STORED DATA:

.....

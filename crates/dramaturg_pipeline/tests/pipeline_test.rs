//! End-to-end pipeline runs against scripted model replies.

mod test_utils;

use dramaturg_core::{Language, StageStatus, truncate_chars};
use dramaturg_error::{DramaturgError, DramaturgErrorKind, PipelineErrorKind};
use dramaturg_models::scripted::ScriptedGenerator;
use dramaturg_pipeline::{PipelineInput, PipelineSettings, StationState};
use dramaturg_stations::{DYNAMIC_SNAPSHOT, INITIAL_SNAPSHOT, tasks};
use dramaturg_storage::{FINAL_REPORT_FILE, INDEX_FILE, RESULT_FILE, ReportStore};
use serde_json::json;
use std::sync::Arc;
use std::time::Duration;
use test_utils::{
    ARABIC_SCREENPLAY, SCREENPLAY, arabic_generator, fast_settings, orchestrator, request,
    scripted_generator, task,
};

fn pipeline_kind(err: &DramaturgError) -> PipelineErrorKind {
    match err.kind() {
        DramaturgErrorKind::Pipeline(e) => e.kind.clone(),
        other => panic!("expected a pipeline error, got {other}"),
    }
}

#[tokio::test]
async fn test_full_run_completes_every_station() -> anyhow::Result<()> {
    let generator = Arc::new(scripted_generator());
    let orchestrator = orchestrator(generator, fast_settings());

    let result = orchestrator.run_full_analysis(request()).await?;

    let metadata = &result.pipeline_metadata;
    assert_eq!(metadata.stages_completed, 7);
    assert_eq!(metadata.project_name, "The Harbour");
    assert_eq!(metadata.language, Language::En);
    assert!(metadata.finished_at >= metadata.started_at);
    assert!(metadata.artifacts.is_empty());
    assert_eq!(result.station_results.len(), 7);
    assert!(result.failed_stations().is_empty());

    let outputs = &result.station_outputs;
    assert_eq!(
        outputs.station3.network_summary.characters_count,
        outputs.station1.major_characters.len()
    );
    assert_eq!(outputs.station3.network_summary.relationships_count, 2);
    assert!(!outputs.station7.final_report.contains('#'));

    assert!(
        orchestrator
            .station_states()
            .values()
            .all(|state| *state == StationState::Completed)
    );
    Ok(())
}

#[tokio::test]
async fn test_arabic_run_with_default_language() -> anyhow::Result<()> {
    assert!(ARABIC_SCREENPLAY.chars().count() > 500);
    let generator = Arc::new(arabic_generator());
    let settings = PipelineSettings::builder()
        .inter_stage_delay(Duration::ZERO)
        .max_text_chars(240)
        .build()?;
    let orchestrator = orchestrator(generator.clone(), settings);

    let result = orchestrator
        .run_full_analysis(json!({ "fullText": ARABIC_SCREENPLAY, "projectName": "الميراث" }))
        .await?;

    let metadata = &result.pipeline_metadata;
    assert_eq!(metadata.stages_completed, 7);
    assert_eq!(metadata.language, Language::Ar);
    assert_eq!(metadata.project_name, "الميراث");

    let outputs = &result.station_outputs;
    assert_eq!(outputs.station1.major_characters, vec!["ليلى", "عمر", "سلمى"]);
    assert_eq!(
        outputs.station3.network_summary.characters_count,
        outputs.station1.major_characters.len()
    );
    assert_eq!(outputs.station3.network_summary.conflicts_count, 1);

    // The stylistic section got no usable reply.
    assert_eq!(outputs.station5.stylistic_analysis.tone_assessment, "غير محدد");
    assert_eq!(outputs.station5.stylistic_analysis.recommendations, vec!["N/A"]);
    assert_eq!(result.station_results[&5].status, StageStatus::Partial);

    let report = &outputs.station7.final_report;
    assert!(report.starts_with("التقرير النهائي"));
    assert!(!report.contains('#') && !report.contains("**"));

    let calls = generator.calls();
    assert!(calls.iter().all(|call| call.prompt().contains("Arabic")));
    let excerpt = truncate_chars(ARABIC_SCREENPLAY, 240).trim();
    assert!(calls.iter().any(|call| call.prompt().contains(excerpt)));
    assert!(calls.iter().all(|call| !call.prompt().contains(ARABIC_SCREENPLAY)));
    Ok(())
}

#[tokio::test]
async fn test_result_serializes_transport_shape() -> anyhow::Result<()> {
    let orchestrator = orchestrator(Arc::new(scripted_generator()), fast_settings());

    let result = orchestrator.run_full_analysis(request()).await?;
    let value = serde_json::to_value(&result)?;

    assert_eq!(value["pipelineMetadata"]["stagesCompleted"], 7);
    assert_eq!(value["stationOutputs"]["station3"]["networkSummary"]["charactersCount"], 3);
    assert_eq!(value["stationResults"]["1"]["status"], "success");
    let characters = value["stationOutputs"]["station3"]["network"]["characters"]
        .as_object()
        .map(|map| map.keys().cloned().collect::<Vec<_>>())
        .unwrap_or_default();
    assert_eq!(characters, vec!["char_000001", "char_000002", "char_000003"]);
    Ok(())
}

#[tokio::test]
async fn test_station5_network_is_adopted_without_touching_station3() -> anyhow::Result<()> {
    let orchestrator = orchestrator(Arc::new(scripted_generator()), fast_settings());

    let result = orchestrator.run_full_analysis(request()).await?;

    let station3 = &result.station_outputs.station3.network;
    assert_eq!(station3.snapshots().len(), 1);
    assert_eq!(station3.snapshots()[0].description(), INITIAL_SNAPSHOT);

    let adopted = result
        .station_outputs
        .station5
        .network
        .as_ref()
        .expect("station 5 returns its network");
    assert_eq!(adopted.snapshots().len(), 2);
    assert_eq!(adopted.snapshots()[1].description(), DYNAMIC_SNAPSHOT);
    Ok(())
}

#[tokio::test]
async fn test_invalid_input_runs_nothing() -> anyhow::Result<()> {
    let generator = Arc::new(scripted_generator());
    let orchestrator = orchestrator(generator.clone(), fast_settings());

    let err = orchestrator
        .run_full_analysis(json!({ "projectName": "Empty", "fullText": "   " }))
        .await
        .unwrap_err();

    assert!(matches!(pipeline_kind(&err), PipelineErrorKind::InvalidInput(_)));
    assert_eq!(generator.call_count(), 0);
    assert!(
        orchestrator
            .station_states()
            .values()
            .all(|state| *state == StationState::Pending)
    );
    Ok(())
}

#[tokio::test]
async fn test_panicking_station_aborts_the_run() -> anyhow::Result<()> {
    let generator = Arc::new(scripted_generator().panicking_on(task(tasks::SYMBOLIC_ANALYSIS)));
    let orchestrator = orchestrator(generator.clone(), fast_settings());

    let err = orchestrator.run_full_analysis(request()).await.unwrap_err();

    match pipeline_kind(&err) {
        PipelineErrorKind::StageAborted { station, message } => {
            assert_eq!(station, 5);
            assert!(message.contains("scripted panic"));
        }
        other => panic!("unexpected kind {other}"),
    }

    let states = orchestrator.station_states();
    for station in 1..=4 {
        assert_eq!(states[&station], StationState::Completed);
    }
    assert_eq!(states[&5], StationState::Error);
    assert_eq!(states[&6], StationState::Pending);
    assert_eq!(states[&7], StationState::Pending);
    assert_eq!(generator.calls_matching(&task(tasks::DIAGNOSE_ISSUES)), 0);
    Ok(())
}

#[tokio::test]
async fn test_backend_outage_is_contained() -> anyhow::Result<()> {
    let generator = Arc::new(
        ScriptedGenerator::new()
            .failing_for("mock-primary")
            .failing_for("mock-fallback"),
    );
    let orchestrator = orchestrator(generator, fast_settings());

    let result = orchestrator.run(PipelineInput::new(SCREENPLAY)?).await?;

    assert_eq!(result.pipeline_metadata.stages_completed, 7);
    assert_eq!(result.pipeline_metadata.project_name, "untitled");
    let failed = result.failed_stations();
    for station in [1, 3, 7] {
        assert!(failed.contains(&station), "station {station} should have failed");
    }
    assert_eq!(result.station_outputs.station7.final_report, "غير محدد");
    assert!(result.station_outputs.station3.network.is_empty());
    assert_eq!(result.station_results[&1].status, StageStatus::Failed);
    assert!(result.station_results[&1].error.is_some());
    Ok(())
}

#[tokio::test]
async fn test_run_overrides_reach_the_backend() -> anyhow::Result<()> {
    let generator = Arc::new(scripted_generator());
    let orchestrator = orchestrator(generator.clone(), fast_settings());

    orchestrator
        .run_full_analysis(json!({
            "text": SCREENPLAY,
            "language": "en",
            "model": "override-model",
            "fallbackModel": "override-fallback",
        }))
        .await?;

    let models = generator.models_called();
    assert!(!models.is_empty());
    assert!(models.iter().all(|model| model == "override-model"));
    Ok(())
}

#[tokio::test]
async fn test_artifacts_written_to_output_dir() -> anyhow::Result<()> {
    let dir = tempfile::tempdir()?;
    let settings = fast_settings().with_output_dir(dir.path().join("harbour"));
    let orchestrator = orchestrator(Arc::new(scripted_generator()), settings);

    let result = orchestrator.run_full_analysis(request()).await?;

    let out = dir.path().join("harbour");
    for station in 1..=6 {
        let report = std::fs::read_to_string(out.join(ReportStore::station_file_name(station)))?;
        assert!(report.starts_with(&format!("Station {}:", station)));
    }
    let final_report = std::fs::read_to_string(out.join(FINAL_REPORT_FILE))?;
    assert_eq!(final_report, result.station_outputs.station7.final_report);
    assert_eq!(
        result.station_outputs.station7.report_path.as_deref(),
        Some(out.join(FINAL_REPORT_FILE).display().to_string().as_str())
    );

    let saved: serde_json::Value =
        serde_json::from_str(&std::fs::read_to_string(out.join(RESULT_FILE))?)?;
    assert_eq!(saved["pipelineMetadata"]["stagesCompleted"], 7);

    let index = std::fs::read_to_string(out.join(INDEX_FILE))?;
    assert!(index.contains("Project: The Harbour"));
    assert!(index.contains(RESULT_FILE));

    assert_eq!(result.pipeline_metadata.artifacts.len(), 9);
    Ok(())
}

#[tokio::test]
async fn test_explicit_report_store_wins() -> anyhow::Result<()> {
    let dir = tempfile::tempdir()?;
    let store = ReportStore::new(dir.path())?;
    let orchestrator =
        orchestrator(Arc::new(scripted_generator()), fast_settings()).with_report_store(store);

    let result = orchestrator.run_full_analysis(request()).await?;

    assert!(dir.path().join(RESULT_FILE).exists());
    assert_eq!(result.station_results[&7].status, StageStatus::Success);
    Ok(())
}

#[tokio::test]
async fn test_unusable_output_dir_aborts_final_station() -> anyhow::Result<()> {
    let dir = tempfile::tempdir()?;
    let blocker = dir.path().join("not-a-dir");
    std::fs::write(&blocker, "occupied")?;
    let settings = fast_settings().with_output_dir(blocker.join("reports"));
    let orchestrator = orchestrator(Arc::new(scripted_generator()), settings);

    let err = orchestrator.run_full_analysis(request()).await.unwrap_err();

    assert!(matches!(
        pipeline_kind(&err),
        PipelineErrorKind::StageAborted { station: 7, .. }
    ));
    let states = orchestrator.station_states();
    assert_eq!(states[&6], StationState::Completed);
    assert_eq!(states[&7], StationState::Error);
    Ok(())
}

#[tokio::test]
async fn test_inter_stage_delay_follows_stations_one_to_six() -> anyhow::Result<()> {
    let settings = PipelineSettings::builder()
        .inter_stage_delay(Duration::from_millis(20))
        .build()?;
    let orchestrator = orchestrator(Arc::new(scripted_generator()), settings);

    let result = orchestrator.run_full_analysis(request()).await?;

    assert!(result.pipeline_metadata.total_execution_time_ms >= 120);
    Ok(())
}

.....

THE TASK:
For every line in the listing above that mentions the word "join", make a copy.

EXPECTED ANSWER:
    let settings = fast_settings().with_output_dir(dir.path().join("harbour"));
    let out = dir.path().join("harbour");
        let report = std::fs::read_to_string(out.join(ReportStore::station_file_name(station)))?;
    let final_report = std::fs::read_to_string(out.join(FINAL_REPORT_FILE))?;
        Some(out.join(FINAL_REPORT_FILE).display().to_string().as_str())
        serde_json::from_str(&std::fs::read_to_string(out.join(RESULT_FILE))?)?;
    let index = std::fs::read_to_string(out.join(INDEX_FILE))?;
    assert!(dir.path().join(RESULT_FILE).exists());
    let blocker = dir.path().join("not-a-dir");
    let settings = fast_settings().with_output_dir(blocker.join("reports"));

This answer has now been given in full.